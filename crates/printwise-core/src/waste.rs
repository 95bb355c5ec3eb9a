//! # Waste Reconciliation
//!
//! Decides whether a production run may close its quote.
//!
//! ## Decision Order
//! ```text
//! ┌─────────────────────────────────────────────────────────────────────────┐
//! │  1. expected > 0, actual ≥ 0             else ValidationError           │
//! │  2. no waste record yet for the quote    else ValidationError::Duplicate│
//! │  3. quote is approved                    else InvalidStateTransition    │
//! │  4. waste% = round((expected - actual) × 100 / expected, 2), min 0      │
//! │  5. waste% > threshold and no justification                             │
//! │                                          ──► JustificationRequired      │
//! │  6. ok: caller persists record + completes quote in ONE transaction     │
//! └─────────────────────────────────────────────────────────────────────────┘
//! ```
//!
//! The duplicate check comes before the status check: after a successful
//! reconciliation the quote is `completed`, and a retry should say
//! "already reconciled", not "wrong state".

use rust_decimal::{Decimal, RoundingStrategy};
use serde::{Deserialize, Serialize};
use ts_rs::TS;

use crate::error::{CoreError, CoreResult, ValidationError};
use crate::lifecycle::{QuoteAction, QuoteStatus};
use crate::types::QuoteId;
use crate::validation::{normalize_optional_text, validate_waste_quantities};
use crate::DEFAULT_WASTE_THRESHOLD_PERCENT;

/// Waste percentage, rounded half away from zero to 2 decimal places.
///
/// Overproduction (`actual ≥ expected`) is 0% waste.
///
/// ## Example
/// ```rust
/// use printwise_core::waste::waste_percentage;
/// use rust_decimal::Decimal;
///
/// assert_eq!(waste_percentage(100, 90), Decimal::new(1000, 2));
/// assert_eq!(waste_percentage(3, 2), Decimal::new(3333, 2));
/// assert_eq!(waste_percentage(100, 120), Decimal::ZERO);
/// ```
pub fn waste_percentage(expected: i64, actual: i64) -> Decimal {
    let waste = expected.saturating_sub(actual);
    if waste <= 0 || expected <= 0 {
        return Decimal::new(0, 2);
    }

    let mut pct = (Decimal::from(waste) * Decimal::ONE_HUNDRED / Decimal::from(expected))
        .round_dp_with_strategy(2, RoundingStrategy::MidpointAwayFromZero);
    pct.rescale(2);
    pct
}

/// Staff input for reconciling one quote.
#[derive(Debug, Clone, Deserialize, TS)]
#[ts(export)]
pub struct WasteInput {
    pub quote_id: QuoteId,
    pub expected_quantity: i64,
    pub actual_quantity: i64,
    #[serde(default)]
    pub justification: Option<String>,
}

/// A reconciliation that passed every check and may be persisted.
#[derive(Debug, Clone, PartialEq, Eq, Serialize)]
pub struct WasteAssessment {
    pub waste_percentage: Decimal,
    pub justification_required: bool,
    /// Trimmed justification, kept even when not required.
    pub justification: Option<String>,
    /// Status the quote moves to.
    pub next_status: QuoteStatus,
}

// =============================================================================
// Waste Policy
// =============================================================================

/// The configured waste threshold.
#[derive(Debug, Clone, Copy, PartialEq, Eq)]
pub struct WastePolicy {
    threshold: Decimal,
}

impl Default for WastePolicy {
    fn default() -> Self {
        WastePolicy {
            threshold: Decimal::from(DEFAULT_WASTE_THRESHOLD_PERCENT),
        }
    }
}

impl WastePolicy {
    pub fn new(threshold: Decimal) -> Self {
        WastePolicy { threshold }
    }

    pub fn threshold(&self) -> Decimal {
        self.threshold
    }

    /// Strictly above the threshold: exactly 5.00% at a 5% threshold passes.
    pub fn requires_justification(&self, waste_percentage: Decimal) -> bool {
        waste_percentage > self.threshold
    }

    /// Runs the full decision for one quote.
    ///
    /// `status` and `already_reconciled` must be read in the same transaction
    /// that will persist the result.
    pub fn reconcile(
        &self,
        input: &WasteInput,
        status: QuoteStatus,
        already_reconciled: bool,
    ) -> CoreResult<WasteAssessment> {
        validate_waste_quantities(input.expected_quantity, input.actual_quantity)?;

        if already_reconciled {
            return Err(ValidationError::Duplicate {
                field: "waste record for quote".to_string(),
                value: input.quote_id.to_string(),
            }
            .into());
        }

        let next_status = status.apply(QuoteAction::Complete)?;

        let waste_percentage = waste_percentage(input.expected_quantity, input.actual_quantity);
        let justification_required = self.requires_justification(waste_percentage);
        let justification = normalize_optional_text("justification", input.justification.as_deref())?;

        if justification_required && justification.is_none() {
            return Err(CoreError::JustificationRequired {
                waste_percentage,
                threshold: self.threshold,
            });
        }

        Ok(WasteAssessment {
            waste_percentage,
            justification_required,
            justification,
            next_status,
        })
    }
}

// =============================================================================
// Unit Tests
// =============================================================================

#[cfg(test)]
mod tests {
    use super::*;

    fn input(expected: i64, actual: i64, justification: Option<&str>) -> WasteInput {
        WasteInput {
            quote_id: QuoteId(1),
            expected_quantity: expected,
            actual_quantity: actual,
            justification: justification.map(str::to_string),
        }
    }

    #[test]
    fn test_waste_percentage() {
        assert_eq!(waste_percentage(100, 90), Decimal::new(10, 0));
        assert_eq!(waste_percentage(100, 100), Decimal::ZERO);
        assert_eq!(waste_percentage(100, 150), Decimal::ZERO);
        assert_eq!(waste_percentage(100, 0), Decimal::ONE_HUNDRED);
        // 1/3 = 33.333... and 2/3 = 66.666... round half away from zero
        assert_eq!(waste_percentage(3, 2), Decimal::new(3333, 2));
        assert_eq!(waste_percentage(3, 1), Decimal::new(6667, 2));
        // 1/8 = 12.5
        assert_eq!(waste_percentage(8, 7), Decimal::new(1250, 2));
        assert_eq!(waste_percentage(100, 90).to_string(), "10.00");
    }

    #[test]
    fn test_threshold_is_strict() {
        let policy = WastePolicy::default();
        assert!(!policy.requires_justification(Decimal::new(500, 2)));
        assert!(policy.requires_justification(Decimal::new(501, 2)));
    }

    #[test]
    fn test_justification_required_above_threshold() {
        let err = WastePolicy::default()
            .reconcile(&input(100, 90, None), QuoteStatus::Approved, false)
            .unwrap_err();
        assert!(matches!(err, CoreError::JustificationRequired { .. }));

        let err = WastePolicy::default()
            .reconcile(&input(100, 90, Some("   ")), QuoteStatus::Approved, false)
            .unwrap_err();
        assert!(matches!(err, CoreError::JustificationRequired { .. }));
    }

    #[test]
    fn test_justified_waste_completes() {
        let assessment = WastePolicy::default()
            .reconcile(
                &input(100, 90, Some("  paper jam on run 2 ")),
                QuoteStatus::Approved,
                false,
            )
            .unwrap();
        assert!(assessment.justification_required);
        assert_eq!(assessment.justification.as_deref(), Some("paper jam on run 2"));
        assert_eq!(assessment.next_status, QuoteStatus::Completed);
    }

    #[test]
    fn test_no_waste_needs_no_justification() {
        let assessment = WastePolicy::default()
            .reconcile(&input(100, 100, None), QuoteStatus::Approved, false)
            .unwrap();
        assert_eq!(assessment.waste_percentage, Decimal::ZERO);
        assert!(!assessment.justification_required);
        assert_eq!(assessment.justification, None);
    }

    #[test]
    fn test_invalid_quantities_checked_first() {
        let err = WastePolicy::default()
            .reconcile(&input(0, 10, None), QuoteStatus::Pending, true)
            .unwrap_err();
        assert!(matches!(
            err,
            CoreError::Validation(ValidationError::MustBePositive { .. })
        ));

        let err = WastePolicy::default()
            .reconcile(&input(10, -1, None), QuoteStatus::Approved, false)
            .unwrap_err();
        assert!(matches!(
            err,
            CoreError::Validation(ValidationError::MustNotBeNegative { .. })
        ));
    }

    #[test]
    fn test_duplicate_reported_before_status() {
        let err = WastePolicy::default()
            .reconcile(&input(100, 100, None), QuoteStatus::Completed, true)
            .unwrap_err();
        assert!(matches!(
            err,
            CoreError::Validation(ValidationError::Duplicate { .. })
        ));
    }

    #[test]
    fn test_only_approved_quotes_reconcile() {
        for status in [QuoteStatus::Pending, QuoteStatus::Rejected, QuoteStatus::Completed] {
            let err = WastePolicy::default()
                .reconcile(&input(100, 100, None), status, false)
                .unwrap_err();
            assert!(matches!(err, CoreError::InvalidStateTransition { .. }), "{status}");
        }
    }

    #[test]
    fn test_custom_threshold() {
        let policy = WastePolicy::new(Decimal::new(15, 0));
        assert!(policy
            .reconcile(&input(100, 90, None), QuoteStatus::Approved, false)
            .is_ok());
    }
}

PROBLEM TO WORK ON:
Lines from the top of the data above through the line with "after a successful", both ends included: copy them exactly, nothing more.

EXERCISE RESPONSE:
filename crates/printwise-core/src/waste.rs
repository 95bb355c5ec3eb9a
//! # Waste Reconciliation
//!
//! Decides whether a production run may close its quote.
//!
//! ## Decision Order
//! ```text
//! ┌─────────────────────────────────────────────────────────────────────────┐
//! │  1. expected > 0, actual ≥ 0             else ValidationError           │
//! │  2. no waste record yet for the quote    else ValidationError::Duplicate│
//! │  3. quote is approved                    else InvalidStateTransition    │
//! │  4. waste% = round((expected - actual) × 100 / expected, 2), min 0      │
//! │  5. waste% > threshold and no justification                             │
//! │                                          ──► JustificationRequired      │
//! │  6. ok: caller persists record + completes quote in ONE transaction     │
//! └─────────────────────────────────────────────────────────────────────────┘
//! ```
//!
//! The duplicate check comes before the status check: after a successful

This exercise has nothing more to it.